Tuesday, August 19, 2014


“I’m sure you know what I’m going to talk about today,” Evelyn says, her eyes expressionless, her voice flat.

I nod. As soon as I heard about Robin Williams’ death, I thought about Evelyn, a depressed woman whose suicidal thoughts are a consistent part of both her life and her treatment.

“I saw that animated clip online, where Aladdin frees the genie – Robin Williams - from the lamp and Williams dances around saying ‘I’m free.’ Made me think of Martin Luther King’s, ‘free at last, free at last.’ Maybe that’s what it would be like. I’d be free, free of constantly being drawn down into this abyss.”

I watched that clip myself and immediately worried about Evelyn. Definitely not a good message to give a suicidal patient. “But the genie is set free to live, Evelyn,” I say. “To live without having to be restrained in a lamp. It’s about expanding your life, not destroying it.”         

Evelyn ignores my comment and continues, “I’m having hard time sleeping. I keep thinking about him hanging himself. He had everything. At least it seemed that he did - fame, success, money, family, adoration. And still he killed himself. I don’t have any of that, well not most of it anyway. What’s the point? Why should I keep going? I have nothing to add to the world. I’m just taking up space.”

“But this isn’t always the way you feel, Evelyn. There are many times you enjoy your children, your grandchildren, your painting.”

“It’s meaningless.”

“It feels meaningless today, Evelyn. It doesn’t always feel meaningless. Can you remember when it doesn’t feel meaningless?”

“It’s hard.”

“I know. When you’re in this dark place it’s hard for you to remember the good times, the pleasurable times, like playing with your granddaughter in the pool, or sitting on your back patio painting. Can you tell me what you first felt, what you first thought when you heard about Robin Williams’ suicide?”

“I was surprised. Like I said, he seemed to have everything. And he seemed like such a happy person. I guess I always thought he was kind of manic, but I didn’t know about the depression, or all his drug problems.” She pauses. “Maybe I even felt a little mad, like why should he kill himself? He’s not the one who should be depressed, he’s not the person whose life is meaningless. I’m the one who should kill myself.”

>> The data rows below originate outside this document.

//! `OpenAPI` tool source runtime.
//!
//! Holds the tools generated from an `OpenAPI` document and turns `tools/call` requests into
//! outbound HTTP requests against the API the document describes.

use crate::client::{ApiClient, QueryPair, encode_path_segment};
use crate::config::ToolSourceConfig;
use crate::discovery::{GeneratedTool, ParamLocation, discover_tools};
use crate::error::{OpenApiToolsError, Result};
use crate::query::{self, QuerySerialization, value_to_string};
use crate::redact::{redact_url, sanitize_reqwest_error};
use crate::resolver::{DocId, OpenApiResolver};
use crate::semantics::annotations_for_method;
use base64::Engine as _;
use mime::Mime;
use openapiv3::OpenAPI;
use rmcp::model::{CallToolResult, Content, Tool};
use serde_json::{Map, Value, json};
use std::sync::Arc;

/// The MCP tools generated from one `OpenAPI` document, bound to an [`ApiClient`].
#[derive(Debug, Clone)]
pub struct OpenApiToolSource {
    client: ApiClient,
    /// Headers sent with every call.
    headers: Arc<Vec<(String, String)>>,
    tools: Arc<Vec<GeneratedTool>>,
}

struct RequestParts {
    path: String,
    query: Vec<QueryPair>,
    headers: Vec<(String, String)>,
    body: Option<Value>,
}

enum ToolResponse {
    /// A body that parsed as JSON.
    Json(Value),
    /// Text, or a base64 envelope for non-UTF-8 bytes.
    Other(Value),
    Image { bytes: Vec<u8>, mime_type: String },
}

impl OpenApiToolSource {
    /// Discover tools in `spec`.
    ///
    /// `document` is the raw JSON `spec` was parsed from and `location` is where it was
    /// loaded from; relative `$ref`s resolve against it. Operations that cannot be turned into
    /// tools are skipped with a warning.
    pub async fn build(
        spec: &OpenAPI,
        document: Value,
        location: DocId,
        client: ApiClient,
        config: &ToolSourceConfig,
    ) -> Self {
        let resolver = OpenApiResolver::new(location, document, client.http().clone());
        let tools = discover_tools(spec, &resolver, &config.discover).await;
        tracing::info!(
            tools = tools.len(),
            base_url = %client.base_url(),
            "generated tools from OpenAPI document"
        );

        let mut headers: Vec<(String, String)> = config
            .headers
            .iter()
            .map(|(k, v)| (k.clone(), v.clone()))
            .collect();
        headers.sort();

        Self {
            client,
            headers: Arc::new(headers),
            tools: Arc::new(tools),
        }
    }

    #[must_use]
    pub fn client(&self) -> &ApiClient {
        &self.client
    }

    /// List the MCP `Tool`s exposed by this source.
    #[must_use]
    pub fn list_tools(&self) -> Vec<Tool> {
        self.tools
            .iter()
            .map(|t| {
                let mut tool = Tool::new(
                    t.name.clone(),
                    t.description.clone(),
                    Arc::clone(&t.input_schema),
                );
                tool.output_schema.clone_from(&t.output_schema);
                tool.annotations = Some(annotations_for_method(&t.method));
                tool
            })
            .collect()
    }

    /// Execute a tool call.
    ///
    /// # Errors
    ///
    /// Returns an error if:
    /// - the tool name is unknown or the arguments are not an object
    /// - required parameters are missing
    /// - the outbound HTTP request fails (transport or non-2xx response)
    pub async fn call_tool(&self, name: &str, arguments: Value) -> Result<CallToolResult> {
        let tool = self
            .tools
            .iter()
            .find(|t| t.name == name)
            .ok_or_else(|| OpenApiToolsError::Runtime(format!("Tool not found: {name}")))?;

        match self.execute(tool, &arguments).await? {
            ToolResponse::Image { bytes, mime_type } => {
                let b64 = base64::engine::general_purpose::STANDARD.encode(bytes);
                Ok(CallToolResult {
                    content: vec![Content::image(b64, mime_type)],
                    structured_content: None,
                    is_error: Some(false),
                    meta: None,
                })
            }
            ToolResponse::Json(body) if tool.output_schema.is_some() => {
                let structured = json!({ "body": body });
                Ok(CallToolResult {
                    content: vec![Content::text(structured.to_string())],
                    structured_content: Some(structured),
                    is_error: Some(false),
                    meta: None,
                })
            }
            // Only JSON bodies can satisfy a declared output schema.
            ToolResponse::Json(body) | ToolResponse::Other(body) => {
                let text = match body {
                    Value::String(s) => s,
                    other => other.to_string(),
                };
                Ok(CallToolResult::success(vec![Content::text(text)]))
            }
        }
    }

    async fn execute(&self, tool: &GeneratedTool, arguments: &Value) -> Result<ToolResponse> {
        let parts = build_request_parts(tool, arguments)?;
        let url = self.client.url_for(&parts.path, &parts.query)?;
        tracing::debug!(
            tool = %tool.name,
            method = %tool.method,
            url = %redact_url(&url),
            "calling API"
        );

        let mut request = self.client.request(tool.method.clone(), url);
        // Argument headers replace configured ones with the same name.
        for (key, value) in self.headers.iter().filter(|(key, _)| {
            !parts
                .headers
                .iter()
                .any(|(arg, _)| arg.eq_ignore_ascii_case(key))
        }) {
            request = request.header(key, value);
        }
        for (key, value) in &parts.headers {
            request = request.header(key, value);
        }
        if let Some(body) = &parts.body {
            request = request.json(body);
        }

        let response = request
            .send()
            .await
            .map_err(|e| OpenApiToolsError::Request(sanitize_reqwest_error(&e)))?;

        let status = response.status();
        let content_type = response
            .headers()
            .get(reqwest::header::CONTENT_TYPE)
            .and_then(|v| v.to_str().ok())
            .map(str::to_string);
        let bytes = read_body_limited(response, self.client.max_response_bytes()).await?;

        if !status.is_success() {
            let (body, _) = parse_body(&bytes, content_type.as_deref());
            let reason = status.canonical_reason().unwrap_or("Unknown");
            tracing::debug!(tool = %tool.name, status = status.as_u16(), "API returned an error");
            return Err(OpenApiToolsError::Http(format!(
                "API returned {} {reason}: {body}",
                status.as_u16()
            )));
        }

        if is_image(content_type.as_deref()) {
            let mime_type = content_type.unwrap_or_else(|| "image/*".to_string());
            return Ok(ToolResponse::Image {
                bytes,
                mime_type,
            });
        }

        Ok(match parse_body(&bytes, content_type.as_deref()) {
            (body, true) => ToolResponse::Json(body),
            (body, false) => ToolResponse::Other(body),
        })
    }
}

fn build_request_parts(tool: &GeneratedTool, arguments: &Value) -> Result<RequestParts> {
    let args = match arguments {
        Value::Object(map) => Some(map),
        Value::Null => None,
        _ => {
            return Err(OpenApiToolsError::Runtime(
                "Tool arguments must be a JSON object".to_string(),
            ));
        }
    };

    let default_query = QuerySerialization::default();
    let mut parts = RequestParts {
        path: tool.path.clone(),
        query: Vec::new(),
        headers: Vec::new(),
        body: None,
    };
    let mut fields = Map::new();

    for param in &tool.parameters {
        let value = args
            .and_then(|a| a.get(&param.tool_name))
            .filter(|v| !v.is_null());
        let Some(value) = value else {
            if param.required {
                return Err(OpenApiToolsError::Runtime(format!(
                    "Missing required parameter: {}",
                    param.tool_name
                )));
            }
            continue;
        };

        match param.location {
            ParamLocation::Path => {
                let raw = value_to_string(value);
                if raw.is_empty() {
                    return Err(OpenApiToolsError::Runtime(format!(
                        "Missing required parameter: {}",
                        param.tool_name
                    )));
                }
                let segment = encode_path_segment(&raw).ok_or_else(|| {
                    OpenApiToolsError::Runtime(format!(
                        "Invalid value for path parameter {}: '{raw}'",
                        param.tool_name
                    ))
                })?;
                let placeholder = format!("{{{}}}", param.original_name);
                parts.path = parts.path.replace(&placeholder, &segment);
            }
            ParamLocation::Query => {
                let ser = param.query.as_ref().unwrap_or(&default_query);
                parts.query.extend(query::serialize(
                    &param.original_name,
                    value,
                    param.required,
                    ser,
                ));
            }
            ParamLocation::Header => {
                parts
                    .headers
                    .push((param.original_name.clone(), value_to_string(value)));
            }
            ParamLocation::BodyField => {
                fields.insert(param.original_name.clone(), value.clone());
            }
            ParamLocation::Body => parts.body = Some(value.clone()),
        }
    }

    if parts.body.is_none() && !fields.is_empty() {
        parts.body = Some(Value::Object(fields));
    }

    Ok(parts)
}

fn is_image(content_type: Option<&str>) -> bool {
    content_type
        .and_then(|ct| ct.parse::<Mime>().ok())
        .is_some_and(|m| m.type_() == mime::IMAGE)
}

/// Read the whole body, failing once it grows past `max_bytes`.
async fn read_body_limited(
    mut response: reqwest::Response,
    max_bytes: Option<usize>,
) -> Result<Vec<u8>> {
    if let (Some(max), Some(len)) = (max_bytes, response.content_length())
        && len > max as u64
    {
        return Err(OpenApiToolsError::Http(format!(
            "Response too large: {len} bytes (limit {max})"
        )));
    }

    let mut out: Vec<u8> = Vec::new();
    while let Some(chunk) = response
        .chunk()
        .await
        .map_err(|e| OpenApiToolsError::Request(sanitize_reqwest_error(&e)))?
    {
        if let Some(max) = max_bytes
            && out.len().saturating_add(chunk.len()) > max
        {
            return Err(OpenApiToolsError::Http(format!(
                "Response too large: exceeded {max} bytes"
            )));
        }
        out.extend_from_slice(&chunk);
    }
    Ok(out)
}

/// JSON when it parses, text when it is UTF-8, a base64 envelope otherwise.
///
/// The flag is `true` only for bodies that parsed as JSON.
fn parse_body(bytes: &[u8], content_type: Option<&str>) -> (Value, bool) {
    match std::str::from_utf8(bytes) {
        Ok(text) => match serde_json::from_str(text) {
            Ok(value) => (value, true),
            Err(_) => (Value::String(text.to_string()), false),
        },
        Err(_) => (
            json!({
                "encoding": "base64",
                "mimeType": content_type,
                "data": base64::engine::general_purpose::STANDARD.encode(bytes),
            }),
            false,
        ),
    }
}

“What do you mean you should kill yourself?” My anxiety is increasing. I’ve seen Evelyn through years of on and off depression and many times when the possibility of her killing herself increased. A few times she went into the hospital. Mostly I’ve trusted her to contract with me to not kill herself. I want to talk about that kind of contract now, but hold myself back. It’s early in the session. Evelyn seems to have a lot of feelings roiling around today. I need to give her time.”

“Well, like I said, I have nothing compared to a man like Robin Williams.”

“You also said that you felt mad when you heard about his taking his life.”

“I said a little mad.”

“So it feels uncomfortable for you to be mad.”

“We already know that.”

Surprised by the sharpness in Evelyn’s voice, I realize that she’s angrier today than I realized. “Are you a little mad today, too, Evelyn?” I ask.

“I guess.”

A few moments pass in silence.

“It’s so confusing,” she continues. “If someone like Robin Williams can kill himself, there’s absolutely no reason in the world I couldn’t or shouldn’t.” She pauses. “But that Aladdin video made me sad and not only because Williams killed himself. I felt sad that he and Aladdin were saying good-bye, that they’d never see each other again. And that’s what happens if you kill yourself, you never see anybody you love again. I don’t want to think about that. I don’t want to think about never seeing my children or grandchildren again. I just want to think about ending my misery. It makes me mad that you brought them up, mad that seeing that video made me think about them. That’s why I’m mad.”

“Mad and sad,” I say, very aware that I too am feeling sad, reminded yet again of the finality of death. “Death does mean saying good-bye and, yes, that’s very sad for both the person who dies and those left behind. And you’re right, Evelyn, that is the other message in the video. Goodbyes are painful, definitely something to consider when you feel suicidal.”